> EXERCISE
Quote the material below exactly as written, from the first line to the line that holds "use crate::slot::FrameSlot;", endpoints included.

> MATERIAL FOR THIS EXERCISE
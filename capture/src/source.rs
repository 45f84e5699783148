use sentinel_common::{Frame, StopSignal, TaskHandle};
use std::future::Future;
use std::sync::Arc;
use std::time::Duration;
use tracing::{debug, error, info, warn};

use crate::slot::FrameSlot;
use crate::CaptureError;

/// A capture backend that can (re)open a source by identifier.
pub trait Capture: Send + 'static {
    type Stream: FrameStream;

    fn open(
        &mut self,
        source: &str,
    ) -> impl Future<Output = Result<Self::Stream, CaptureError>> + Send;
}

/// An open capture handle. Dropping it releases the underlying device or
/// connection.
pub trait FrameStream: Send + 'static {
    fn read_next(&mut self) -> impl Future<Output = Result<Frame, CaptureError>> + Send;
}

enum PumpEnd {
    Stopped,
    Failed,
}

/// Acquisition loop: reads frames at the device's pace into a [`FrameSlot`],
/// reconnecting after a fixed backoff whenever open or read fails.
///
/// An open or read that takes longer than `io_timeout` counts as a failure,
/// so a camera that goes silent without closing the connection is reopened.
pub struct FrameSource<C: Capture> {
    capture: C,
    source: String,
    backoff: Duration,
    io_timeout: Duration,
    slot: Arc<FrameSlot>,
}

impl<C: Capture> FrameSource<C> {
    pub fn new(
        capture: C,
        source: impl Into<String>,
        backoff: Duration,
        io_timeout: Duration,
    ) -> Self {
        Self {
            capture,
            source: source.into(),
            backoff,
            io_timeout,
            slot: Arc::new(FrameSlot::new()),
        }
    }

    /// The slot this source writes into.
    pub fn slot(&self) -> Arc<FrameSlot> {
        Arc::clone(&self.slot)
    }

    pub fn start(self) -> TaskHandle {
        TaskHandle::spawn("frame-source", move |stop| self.run(stop))
    }

    async fn run(mut self, mut stop: StopSignal) {
        loop {
            info!(source = %self.source, "opening capture source");
            let opened = tokio::select! {
                _ = stop.stopped() => break,
                opened = tokio::time::timeout(self.io_timeout, self.capture.open(&self.source)) => {
                    opened.unwrap_or_else(|_| {
                        Err(CaptureError::SourceUnavailable(format!(
                            "no response within {:?}",
                            self.io_timeout
                        )))
                    })
                }
            };

            match opened {
                Ok(stream) => {
                    info!(source = %self.source, "capture source opened");
                    let end =
                        pump(&self.slot, self.backoff, self.io_timeout, stream, &mut stop).await;
                    if let PumpEnd::Stopped = end {
                        break;
                    }
                }
                Err(e) => {
                    error!(
                        error = %e,
                        source = %self.source,
                        "failed to open capture source, retrying in {:?}",
                        self.backoff
                    );
                }
            }

            tokio::select! {
                _ = stop.stopped() => break,
                _ = tokio::time::sleep(self.backoff) => {}
            }
        }
        info!(source = %self.source, dropped = self.slot.dropped(), "frame source stopped");
    }
}

/// Read until failure or stop. The stream is dropped (and the device
/// released) when this returns.
async fn pump<S: FrameStream>(
    slot: &FrameSlot,
    backoff: Duration,
    read_timeout: Duration,
    mut stream: S,
    stop: &mut StopSignal,
) -> PumpEnd {
    let mut frames: u64 = 0;
    loop {
        let next = tokio::select! {
            _ = stop.stopped() => return PumpEnd::Stopped,
            next = tokio::time::timeout(read_timeout, stream.read_next()) => {
                next.unwrap_or_else(|_| {
                    Err(CaptureError::ReadFailure(format!(
                        "no frame within {read_timeout:?}"
                    )))
                })
            }
        };
        match next {
            Ok(frame) => {
                frames += 1;
                if frames % 100 == 0 {
                    debug!(frames, dropped = slot.dropped(), "frames acquired");
                }
                slot.put(frame);
            }
            Err(e) => {
                warn!(error = %e, frames, "capture read failed, reconnecting in {:?}", backoff);
                return PumpEnd::Failed;
            }
        }
    }
}

#[cfg(test)]
mod tests {
    use super::*;
    use image::RgbImage;
    use std::collections::VecDeque;
    use std::sync::atomic::{AtomicUsize, Ordering};
    use tokio::time::Instant;

    const BACKOFF: Duration = Duration::from_secs(5);
    const IO_TIMEOUT: Duration = Duration::from_secs(10);

    #[derive(Clone, Copy)]
    enum Step {
        Frame,
        Fail,
    }

    #[derive(Default)]
    struct Counters {
        opens: AtomicUsize,
        released: AtomicUsize,
    }

    /// Each entry is one `open` attempt: `None` fails to open, `Some(steps)`
    /// yields a stream that plays the steps and then stalls.
    struct ScriptedCapture {
        attempts: VecDeque<Option<Vec<Step>>>,
        counters: Arc<Counters>,
    }

    struct ScriptedStream {
        steps: VecDeque<Step>,
        counters: Arc<Counters>,
        seq: u64,
    }

    impl Capture for ScriptedCapture {
        type Stream = ScriptedStream;

        async fn open(&mut self, _source: &str) -> Result<ScriptedStream, CaptureError> {
            self.counters.opens.fetch_add(1, Ordering::SeqCst);
            match self.attempts.pop_front().flatten() {
                Some(steps) => Ok(ScriptedStream {
                    steps: steps.into(),
                    counters: Arc::clone(&self.counters),
                    seq: 0,
                }),
                None => Err(CaptureError::SourceUnavailable("scripted".into())),
            }
        }
    }

    impl FrameStream for ScriptedStream {
        async fn read_next(&mut self) -> Result<Frame, CaptureError> {
            match self.steps.pop_front() {
                Some(Step::Frame) => {
                    self.seq += 1;
                    Ok(Frame::new(RgbImage::new(4, 4), 0, self.seq))
                }
                Some(Step::Fail) => Err(CaptureError::ReadFailure("scripted".into())),
                None => std::future::pending().await,
            }
        }
    }

    impl Drop for ScriptedStream {
        fn drop(&mut self) {
            self.counters.released.fetch_add(1, Ordering::SeqCst);
        }
    }

    fn scripted(attempts: Vec<Option<Vec<Step>>>) -> (ScriptedCapture, Arc<Counters>) {
        let counters = Arc::new(Counters::default());
        let capture = ScriptedCapture {
            attempts: attempts.into(),
            counters: Arc::clone(&counters),
        };
        (capture, counters)
    }

    #[tokio::test(start_paused = true)]
    async fn read_failure_reconnects_after_one_backoff() {
        let (capture, counters) = scripted(vec![
            Some(vec![Step::Frame, Step::Fail]),
            Some(vec![Step::Frame, Step::Frame]),
        ]);
        let source = FrameSource::new(capture, "scripted://cam", BACKOFF, IO_TIMEOUT);
        let slot = source.slot();
        let start = Instant::now();
        let mut handle = source.start();

        let first = slot.take().await;
        assert_eq!(first.seq, 1);

        let resumed = slot.take().await;
        assert!(resumed.seq >= 1);
        let waited = start.elapsed();
        assert!(waited >= BACKOFF, "waited {waited:?}");
        assert!(waited < BACKOFF * 2, "waited {waited:?}");
        assert_eq!(counters.opens.load(Ordering::SeqCst), 2);
        assert_eq!(counters.released.load(Ordering::SeqCst), 1);

        handle.stop().await;
        assert_eq!(counters.released.load(Ordering::SeqCst), 2);
    }

    #[tokio::test(start_paused = true)]
    async fn stalled_stream_times_out_and_reconnects() {
        let (capture, counters) = scripted(vec![Some(vec![Step::Frame]), Some(vec![Step::Frame])]);
        let source = FrameSource::new(capture, "scripted://cam", BACKOFF, IO_TIMEOUT);
        let slot = source.slot();
        let start = Instant::now();
        let mut handle = source.start();

        slot.take().await;
        // The first stream now never yields; only the timeout gets it reopened
        slot.take().await;
        let waited = start.elapsed();
        assert!(waited >= IO_TIMEOUT + BACKOFF, "waited {waited:?}");
        assert!(waited < IO_TIMEOUT * 2 + BACKOFF, "waited {waited:?}");
        assert_eq!(counters.opens.load(Ordering::SeqCst), 2);
        assert_eq!(counters.released.load(Ordering::SeqCst), 1);

        handle.stop().await;
        assert_eq!(counters.released.load(Ordering::SeqCst), 2);
    }

    #[tokio::test(start_paused = true)]
    async fn open_failure_is_retried() {
        let (capture, counters) = scripted(vec![None, None, Some(vec![Step::Frame])]);
        let source = FrameSource::new(capture, "scripted://cam", BACKOFF, IO_TIMEOUT);
        let slot = source.slot();
        let start = Instant::now();
        let mut handle = source.start();

        let frame = slot.take().await;
        assert_eq!(frame.seq, 1);
        assert!(start.elapsed() >= BACKOFF * 2);
        assert_eq!(counters.opens.load(Ordering::SeqCst), 3);

        handle.stop().await;
        assert_eq!(counters.released.load(Ordering::SeqCst), 1);
    }

    #[tokio::test(start_paused = true)]
    async fn stop_during_backoff_does_not_reopen() {
        let (capture, counters) = scripted(vec![None, Some(vec![Step::Frame])]);
        let source = FrameSource::new(capture, "scripted://cam", BACKOFF, IO_TIMEOUT);
        let mut handle = source.start();

        tokio::time::sleep(Duration::from_secs(1)).await;
        handle.stop().await;
        handle.stop().await;

        assert_eq!(counters.opens.load(Ordering::SeqCst), 1);
        assert_eq!(counters.released.load(Ordering::SeqCst), 0);
    }

    #[tokio::test(start_paused = true)]
    async fn stop_releases_open_stream_once() {
        let (capture, counters) = scripted(vec![Some(vec![Step::Frame])]);
        let source = FrameSource::new(capture, "scripted://cam", BACKOFF, IO_TIMEOUT);
        let slot = source.slot();
        let mut handle = source.start();

        slot.take().await;
        handle.stop().await;
        handle.stop().await;

        assert_eq!(counters.opens.load(Ordering::SeqCst), 1);
        assert_eq!(counters.released.load(Ordering::SeqCst), 1);
    }
}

> EXERCISE RESULT
filename capture/src/source.rs
repository 45f84e5699783148
use sentinel_common::{Frame, StopSignal, TaskHandle};
use std::future::Future;
use std::sync::Arc;
use std::time::Duration;
use tracing::{debug, error, info, warn};

use crate::slot::FrameSlot;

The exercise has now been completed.